Renovations to Hamtramck Negro League ballpark celebrated with a ceremony, tribute game

Detroit Free Press

After a $2.6 million renovation, the historic Hamtramck Stadium — one of the few remaining Negro League ballparks in America — was unveiled Monday with a ceremony and a Negro Leagues tribute baseball game.

The stadium, built in 1930 and the former home of the Detroit Stars, is one of five major Negro Leagues home ballparks in the U.S. The Friends of Historic Hamtramck Stadium, the nonprofit that hosted the event, has worked since 2012 to preserve and restore the stadium, to make it into a community resource and a recreational asset.
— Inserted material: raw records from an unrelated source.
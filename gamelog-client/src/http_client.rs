use std::time::Duration;

use reqwest::{Client, Method, RequestBuilder};
use serde::{Deserialize, Serialize, de::DeserializeOwned};

use crate::error::{GameLogClientError, GameLogClientResult};
use crate::models::{
    AuthResponse, Category, CategorySummary, ListPostsQuery, ListPostsResponse, PlayLog, Post,
    PostDetail, PostInput, Stats,
};

#[derive(Debug, Serialize)]
struct CredentialsDto<'a> {
    email: &'a str,
    password: &'a str,
}

#[derive(Debug, Serialize)]
struct CategoryWriteDto<'a> {
    name: &'a str,
}

#[derive(Debug, Serialize)]
struct CreatePlayLogDto<'a> {
    post_id: i64,
    content: &'a str,
}

#[derive(Debug, Deserialize)]
struct ErrorResponseDto {
    error: Option<String>,
}

#[derive(Debug, Deserialize)]
struct MessageDto {
    message: String,
}

#[derive(Debug, Clone)]
/// HTTP transport for the gamelog REST API.
pub(crate) struct HttpClient {
    base_url: String,
    client: Client,
}

impl HttpClient {
    pub(crate) fn new(base_url: impl Into<String>) -> GameLogClientResult<Self> {
        let client = Client::builder()
            .connect_timeout(Duration::from_secs(5))
            .timeout(Duration::from_secs(15))
            .build()?;

        Ok(Self {
            base_url: base_url.into(),
            client,
        })
    }

    fn endpoint(&self, path: &str) -> String {
        format!(
            "{}/{}",
            self.base_url.trim_end_matches('/'),
            path.trim_start_matches('/')
        )
    }

    fn request(&self, method: Method, path: &str, token: Option<&str>) -> RequestBuilder {
        let request = self.client.request(method, self.endpoint(path));
        match token {
            Some(token) => request.bearer_auth(token),
            None => request,
        }
    }

    async fn decode_error(response: reqwest::Response) -> GameLogClientError {
        let status = response.status();

        let message = match response.json::<ErrorResponseDto>().await {
            Ok(body) => body
                .error
                .unwrap_or_else(|| format!("http status {status}")),
            Err(_) => format!("http status {status}"),
        };
        GameLogClientError::from_http_status(status, Some(message))
    }

    async fn execute<TRes>(request: RequestBuilder) -> GameLogClientResult<TRes>
    where
        TRes: DeserializeOwned,
    {
        let response = request
            .send()
            .await
            .map_err(GameLogClientError::from_reqwest)?;
        if !response.status().is_success() {
            return Err(Self::decode_error(response).await);
        }

        response
            .json::<TRes>()
            .await
            .map_err(GameLogClientError::from_reqwest)
    }

    async fn send_json<TReq, TRes>(
        &self,
        method: Method,
        path: &str,
        body: &TReq,
        token: Option<&str>,
    ) -> GameLogClientResult<TRes>
    where
        TReq: Serialize + ?Sized,
        TRes: DeserializeOwned,
    {
        Self::execute(self.request(method, path, token).json(body)).await
    }

    pub(crate) async fn register(
        &self,
        email: &str,
        password: &str,
    ) -> GameLogClientResult<AuthResponse> {
        self.send_json(
            Method::POST,
            "/api/auth/register",
            &CredentialsDto { email, password },
            None,
        )
        .await
    }

    pub(crate) async fn login(
        &self,
        email: &str,
        password: &str,
    ) -> GameLogClientResult<AuthResponse> {
        self.send_json(
            Method::POST,
            "/api/auth/login",
            &CredentialsDto { email, password },
            None,
        )
        .await
    }

    pub(crate) async fn list_posts(
        &self,
        query: &ListPostsQuery,
    ) -> GameLogClientResult<ListPostsResponse> {
        Self::execute(self.request(Method::GET, "/api/posts", None).query(query)).await
    }

    pub(crate) async fn get_post(&self, id: i64) -> GameLogClientResult<PostDetail> {
        Self::execute(self.request(Method::GET, &format!("/api/posts/{id}"), None)).await
    }

    pub(crate) async fn create_post(
        &self,
        token: &str,
        input: &PostInput,
    ) -> GameLogClientResult<Post> {
        self.send_json(Method::POST, "/api/admin/posts", input, Some(token))
            .await
    }

    pub(crate) async fn update_post(
        &self,
        token: &str,
        id: i64,
        input: &PostInput,
    ) -> GameLogClientResult<Post> {
        self.send_json(
            Method::PUT,
            &format!("/api/admin/posts/{id}"),
            input,
            Some(token),
        )
        .await
    }

    pub(crate) async fn delete_post(&self, token: &str, id: i64) -> GameLogClientResult<String> {
        let dto: MessageDto = Self::execute(self.request(
            Method::DELETE,
            &format!("/api/admin/posts/{id}"),
            Some(token),
        ))
        .await?;
        Ok(dto.message)
    }

    pub(crate) async fn list_categories(&self) -> GameLogClientResult<Vec<CategorySummary>> {
        Self::execute(self.request(Method::GET, "/api/categories", None)).await
    }

    pub(crate) async fn create_category(
        &self,
        token: &str,
        name: &str,
    ) -> GameLogClientResult<Category> {
        self.send_json(
            Method::POST,
            "/api/admin/categories",
            &CategoryWriteDto { name },
            Some(token),
        )
        .await
    }

    pub(crate) async fn rename_category(
        &self,
        token: &str,
        id: i64,
        name: &str,
    ) -> GameLogClientResult<Category> {
        self.send_json(
            Method::PUT,
            &format!("/api/admin/categories/{id}"),
            &CategoryWriteDto { name },
            Some(token),
        )
        .await
    }

    pub(crate) async fn delete_category(
        &self,
        token: &str,
        id: i64,
    ) -> GameLogClientResult<String> {
        let dto: MessageDto = Self::execute(self.request(
            Method::DELETE,
            &format!("/api/admin/categories/{id}"),
            Some(token),
        ))
        .await?;
        Ok(dto.message)
    }

    pub(crate) async fn add_play_log(
        &self,
        token: &str,
        post_id: i64,
        content: &str,
    ) -> GameLogClientResult<PlayLog> {
        self.send_json(
            Method::POST,
            "/api/play-logs",
            &CreatePlayLogDto { post_id, content },
            Some(token),
        )
        .await
    }

    pub(crate) async fn stats(&self) -> GameLogClientResult<Stats> {
        Self::execute(self.request(Method::GET, "/api/stats", None)).await
    }
}
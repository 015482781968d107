use std::fmt::Write;

use galaxy_gen::PointCloud;
use glam::Vec3;

/// Camera/view configuration for rendering.
#[derive(Debug, Clone, Copy)]
pub struct RenderView {
    /// Camera position in world space.
    pub eye: Vec3,
    /// Point the camera is looking at.
    pub target: Vec3,
    /// Vertical field of view in degrees.
    pub fov_degrees: f32,
}

impl Default for RenderView {
    fn default() -> Self {
        Self {
            eye: Vec3::new(0.0, 0.0, 3.0),
            target: Vec3::ZERO,
            fov_degrees: 75.0,
        }
    }
}

impl RenderView {
    /// Back the camera away from the target until a sphere of `radius`
    /// around it fits the vertical field of view.
    pub fn framing(radius: f32, fov_degrees: f32) -> Self {
        let half = (fov_degrees.to_radians() * 0.5).max(f32::EPSILON);
        let distance = radius / half.sin();
        Self {
            eye: Vec3::new(0.0, distance * 0.5, distance),
            target: Vec3::ZERO,
            fov_degrees,
        }
    }
}

/// Renderer-agnostic interface. All renderers implement this trait.
///
/// The renderer reads a cloud and a view configuration, then produces
/// output. It never mutates the cloud.
pub trait Renderer {
    /// The output type produced by this renderer.
    type Output;

    /// Render one frame of `cloud` from the given view.
    fn render(&self, cloud: &PointCloud, view: &RenderView) -> Self::Output;
}

/// Debug text renderer: a human-readable summary of a cloud.
///
/// Useful for CLI output, logging, and testing the render interface.
#[derive(Debug)]
pub struct DebugTextRenderer {
    /// How many leading points to list individually.
    pub preview: usize,
}

impl Default for DebugTextRenderer {
    fn default() -> Self {
        Self { preview: 5 }
    }
}

impl DebugTextRenderer {
    pub fn new() -> Self {
        Self::default()
    }

    pub fn with_preview(preview: usize) -> Self {
        Self { preview }
    }
}

impl Renderer for DebugTextRenderer {
    type Output = String;

    fn render(&self, cloud: &PointCloud, view: &RenderView) -> String {
        let mut out = String::new();
        let _ = writeln!(out, "=== Point Cloud ({} points) ===", cloud.len());
        let _ = writeln!(
            out,
            "Camera: eye=({:.1}, {:.1}, {:.1}) target=({:.1}, {:.1}, {:.1}) fov={:.0}",
            view.eye.x,
            view.eye.y,
            view.eye.z,
            view.target.x,
            view.target.y,
            view.target.z,
            view.fov_degrees
        );

        match cloud.bounds() {
            Some(b) => {
                let _ = writeln!(
                    out,
                    "Bounds: min=({:.2}, {:.2}, {:.2}) max=({:.2}, {:.2}, {:.2})",
                    b.min.x, b.min.y, b.min.z, b.max.x, b.max.y, b.max.z
                );
            }
            None => out.push_str("Bounds: empty\n"),
        }

        for (i, (p, c)) in cloud.iter().take(self.preview).enumerate() {
            let _ = writeln!(
                out,
                "  [{i}] pos=({:.3}, {:.3}, {:.3}) color={}",
                p.x,
                p.y,
                p.z,
                c.to_hex()
            );
        }
        if cloud.len() > self.preview {
            let _ = writeln!(out, "  ... {} more", cloud.len() - self.preview);
        }

        out
    }
}

#[cfg(test)]
mod tests {
    use super::*;

    fn cloud() -> PointCloud {
        PointCloud::from_buffers(
            vec![0.0, 0.0, 0.0, 1.0, 2.0, 3.0, -1.0, 0.5, 0.0],
            vec![1.0, 0.0, 0.0, 0.0, 1.0, 0.0, 0.0, 0.0, 1.0],
        )
        .unwrap()
    }

    #[test]
    fn debug_renderer_empty_cloud() {
        let empty = PointCloud::from_buffers(Vec::new(), Vec::new()).unwrap();
        let output = DebugTextRenderer::new().render(&empty, &RenderView::default());

        assert!(output.contains("0 points"));
        assert!(output.contains("Bounds: empty"));
    }

    #[test]
    fn debug_renderer_with_points() {
        let renderer = DebugTextRenderer::with_preview(2);
        let output = renderer.render(&cloud(), &RenderView::default());

        assert!(output.contains("3 points"));
        assert!(output.contains("[1] pos=(1.000, 2.000, 3.000) color=#00ff00"));
        assert!(!output.contains("[2]"));
        assert!(output.contains("... 1 more"));
        assert!(output.contains("max=(1.00, 2.00, 3.00)"));
    }

    #[test]
    fn render_view_default() {
        let view = RenderView::default();
        assert_eq!(view.fov_degrees, 75.0);
        assert_eq!(view.eye, Vec3::new(0.0, 0.0, 3.0));
        assert_eq!(view.target, Vec3::ZERO);
    }

    #[test]
    fn framing_moves_back_for_larger_radius() {
        let near = RenderView::framing(1.0, 75.0);
        let far = RenderView::framing(5.0, 75.0);
        assert!(far.eye.length() > near.eye.length());
        assert!(far.eye.z > 5.0);
    }
}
“Today we see how the years of vision by a few, the years of planning by many, and the years of both struggles and cooperation between government, organizations and community can have a major impact,” Hamtramck Mayor Amer Ghalib said.

Wayne County managed the grandstand’s construction and allocated Community Development Block Grant funds to Hamtramck for the project. Additional funding was provided by National Park Service African American Civil Rights grants, the Detroit Tigers Foundation, the Ralph C. Wilson Jr. Foundation and the Kresge Foundation.

“You might say, ‘Why spend $2.6 million on a baseball field?'” Stephen Grady Muhammad, deputy chief of staff for Wayne County Executive Warren Evans, said in front of a crowd of several hundred. “We are on hallowed ground. You had Negro Leagues — baseball players like Turkey Stearnes, Cool Papa Bell and, my personal favorite, Satchel Paige — who literally ran these bases.”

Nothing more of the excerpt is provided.